═══ Entries supplied ═══

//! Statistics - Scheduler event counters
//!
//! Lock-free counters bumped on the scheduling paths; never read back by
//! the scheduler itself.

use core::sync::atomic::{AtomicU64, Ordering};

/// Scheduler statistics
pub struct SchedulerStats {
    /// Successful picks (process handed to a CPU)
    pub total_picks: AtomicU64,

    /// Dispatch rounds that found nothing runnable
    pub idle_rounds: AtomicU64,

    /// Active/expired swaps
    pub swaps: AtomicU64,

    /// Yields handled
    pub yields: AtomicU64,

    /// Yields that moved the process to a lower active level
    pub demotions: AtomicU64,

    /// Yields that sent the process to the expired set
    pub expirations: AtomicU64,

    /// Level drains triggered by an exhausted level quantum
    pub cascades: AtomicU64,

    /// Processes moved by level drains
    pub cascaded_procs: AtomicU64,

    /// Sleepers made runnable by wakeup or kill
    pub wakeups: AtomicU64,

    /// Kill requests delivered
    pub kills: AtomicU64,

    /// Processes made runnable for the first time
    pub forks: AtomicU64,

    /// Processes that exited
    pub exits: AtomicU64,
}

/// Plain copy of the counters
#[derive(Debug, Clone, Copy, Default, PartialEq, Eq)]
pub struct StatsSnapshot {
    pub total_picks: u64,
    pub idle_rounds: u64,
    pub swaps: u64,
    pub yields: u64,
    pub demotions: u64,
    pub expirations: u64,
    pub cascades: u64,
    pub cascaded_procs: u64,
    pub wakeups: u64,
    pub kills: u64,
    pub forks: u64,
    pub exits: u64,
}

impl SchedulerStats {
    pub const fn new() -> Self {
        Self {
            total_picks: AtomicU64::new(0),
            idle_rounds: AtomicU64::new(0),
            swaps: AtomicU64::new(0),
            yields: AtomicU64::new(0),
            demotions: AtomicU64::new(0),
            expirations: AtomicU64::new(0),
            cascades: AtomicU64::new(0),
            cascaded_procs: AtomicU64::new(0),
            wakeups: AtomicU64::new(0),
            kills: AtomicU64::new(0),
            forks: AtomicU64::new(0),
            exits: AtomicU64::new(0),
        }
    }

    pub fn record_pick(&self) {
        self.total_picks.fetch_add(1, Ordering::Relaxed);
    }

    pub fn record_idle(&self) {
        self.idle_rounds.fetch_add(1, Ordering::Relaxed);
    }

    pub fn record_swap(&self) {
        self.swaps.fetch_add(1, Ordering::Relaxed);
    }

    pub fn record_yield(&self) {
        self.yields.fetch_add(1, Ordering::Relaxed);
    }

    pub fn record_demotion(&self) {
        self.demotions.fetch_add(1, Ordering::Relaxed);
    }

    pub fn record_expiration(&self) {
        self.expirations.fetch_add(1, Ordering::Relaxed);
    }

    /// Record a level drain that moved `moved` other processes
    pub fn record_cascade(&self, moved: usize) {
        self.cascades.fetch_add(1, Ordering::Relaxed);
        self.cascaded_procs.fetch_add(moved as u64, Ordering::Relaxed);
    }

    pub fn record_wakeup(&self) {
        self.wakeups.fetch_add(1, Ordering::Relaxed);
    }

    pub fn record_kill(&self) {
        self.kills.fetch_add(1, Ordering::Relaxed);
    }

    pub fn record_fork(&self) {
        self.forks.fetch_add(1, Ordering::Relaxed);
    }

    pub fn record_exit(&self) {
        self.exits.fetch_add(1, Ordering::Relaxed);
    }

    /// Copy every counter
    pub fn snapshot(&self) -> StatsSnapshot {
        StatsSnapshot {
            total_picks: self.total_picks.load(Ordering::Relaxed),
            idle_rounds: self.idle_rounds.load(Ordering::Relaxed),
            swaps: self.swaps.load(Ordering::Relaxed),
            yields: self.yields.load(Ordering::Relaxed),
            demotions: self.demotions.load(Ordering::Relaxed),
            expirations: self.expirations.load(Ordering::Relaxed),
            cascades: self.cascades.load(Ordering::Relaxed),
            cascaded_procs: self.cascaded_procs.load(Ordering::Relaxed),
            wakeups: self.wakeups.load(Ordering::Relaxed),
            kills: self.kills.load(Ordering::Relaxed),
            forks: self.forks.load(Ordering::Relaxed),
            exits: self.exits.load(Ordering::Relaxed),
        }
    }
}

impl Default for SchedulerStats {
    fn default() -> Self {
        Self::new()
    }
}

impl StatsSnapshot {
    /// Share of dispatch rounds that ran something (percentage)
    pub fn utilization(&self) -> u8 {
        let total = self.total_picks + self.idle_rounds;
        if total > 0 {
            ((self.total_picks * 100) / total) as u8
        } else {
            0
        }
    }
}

═══
═══ Entries supplied ═══

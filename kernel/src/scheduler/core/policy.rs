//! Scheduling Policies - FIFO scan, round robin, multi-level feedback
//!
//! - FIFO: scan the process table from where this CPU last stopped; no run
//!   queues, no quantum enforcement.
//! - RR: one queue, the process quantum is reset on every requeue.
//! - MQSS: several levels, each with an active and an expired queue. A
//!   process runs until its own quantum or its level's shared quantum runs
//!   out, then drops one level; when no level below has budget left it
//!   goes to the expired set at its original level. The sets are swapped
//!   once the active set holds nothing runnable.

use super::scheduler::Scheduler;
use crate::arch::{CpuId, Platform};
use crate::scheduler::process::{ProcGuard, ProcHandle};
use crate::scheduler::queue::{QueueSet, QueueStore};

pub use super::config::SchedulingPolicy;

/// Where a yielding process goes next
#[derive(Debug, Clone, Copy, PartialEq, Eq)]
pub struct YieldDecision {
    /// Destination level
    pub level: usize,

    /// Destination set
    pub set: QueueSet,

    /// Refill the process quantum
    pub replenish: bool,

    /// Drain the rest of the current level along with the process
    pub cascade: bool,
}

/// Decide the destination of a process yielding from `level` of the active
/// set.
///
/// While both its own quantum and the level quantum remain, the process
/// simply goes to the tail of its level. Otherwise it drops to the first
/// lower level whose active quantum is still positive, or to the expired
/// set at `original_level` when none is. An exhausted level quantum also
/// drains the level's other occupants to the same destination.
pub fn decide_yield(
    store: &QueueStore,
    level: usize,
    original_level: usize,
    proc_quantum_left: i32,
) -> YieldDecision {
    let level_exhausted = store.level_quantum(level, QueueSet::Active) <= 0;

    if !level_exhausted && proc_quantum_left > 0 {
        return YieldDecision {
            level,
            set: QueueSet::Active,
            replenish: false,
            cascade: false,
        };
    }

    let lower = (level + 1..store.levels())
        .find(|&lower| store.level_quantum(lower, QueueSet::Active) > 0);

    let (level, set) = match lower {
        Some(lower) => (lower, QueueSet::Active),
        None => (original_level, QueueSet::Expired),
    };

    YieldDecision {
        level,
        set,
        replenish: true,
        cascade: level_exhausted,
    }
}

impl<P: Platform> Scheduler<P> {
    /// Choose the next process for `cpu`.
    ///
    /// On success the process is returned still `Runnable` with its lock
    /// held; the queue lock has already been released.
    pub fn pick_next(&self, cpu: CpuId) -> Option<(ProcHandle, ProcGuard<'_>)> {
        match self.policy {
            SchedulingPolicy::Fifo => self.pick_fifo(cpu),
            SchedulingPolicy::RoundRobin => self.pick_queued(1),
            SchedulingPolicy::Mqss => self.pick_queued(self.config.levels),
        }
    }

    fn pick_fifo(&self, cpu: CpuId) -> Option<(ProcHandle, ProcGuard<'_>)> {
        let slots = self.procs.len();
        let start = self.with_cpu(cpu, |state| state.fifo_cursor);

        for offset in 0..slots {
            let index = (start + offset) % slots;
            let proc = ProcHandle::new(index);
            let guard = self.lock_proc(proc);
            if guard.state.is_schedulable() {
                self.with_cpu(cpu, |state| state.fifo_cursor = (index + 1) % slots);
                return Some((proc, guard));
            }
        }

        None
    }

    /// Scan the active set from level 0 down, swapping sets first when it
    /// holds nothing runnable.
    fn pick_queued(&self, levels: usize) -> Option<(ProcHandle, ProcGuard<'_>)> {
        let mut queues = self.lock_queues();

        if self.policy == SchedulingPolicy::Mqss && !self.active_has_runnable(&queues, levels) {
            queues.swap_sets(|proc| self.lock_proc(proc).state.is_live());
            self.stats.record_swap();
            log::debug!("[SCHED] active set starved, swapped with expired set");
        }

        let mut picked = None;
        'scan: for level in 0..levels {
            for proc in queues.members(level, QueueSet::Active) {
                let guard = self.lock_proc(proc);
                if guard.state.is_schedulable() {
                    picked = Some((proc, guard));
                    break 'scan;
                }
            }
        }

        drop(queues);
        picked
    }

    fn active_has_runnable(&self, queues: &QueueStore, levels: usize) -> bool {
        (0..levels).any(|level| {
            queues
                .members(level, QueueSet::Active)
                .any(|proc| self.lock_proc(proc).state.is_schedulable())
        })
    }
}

═══

Instructions for the task: Wherever the word "Clone" appears in the entries above, copy that line.

Exercise solution:
#[derive(Debug, Clone, Copy, Default, PartialEq, Eq)]
#[derive(Debug, Clone, Copy, PartialEq, Eq)]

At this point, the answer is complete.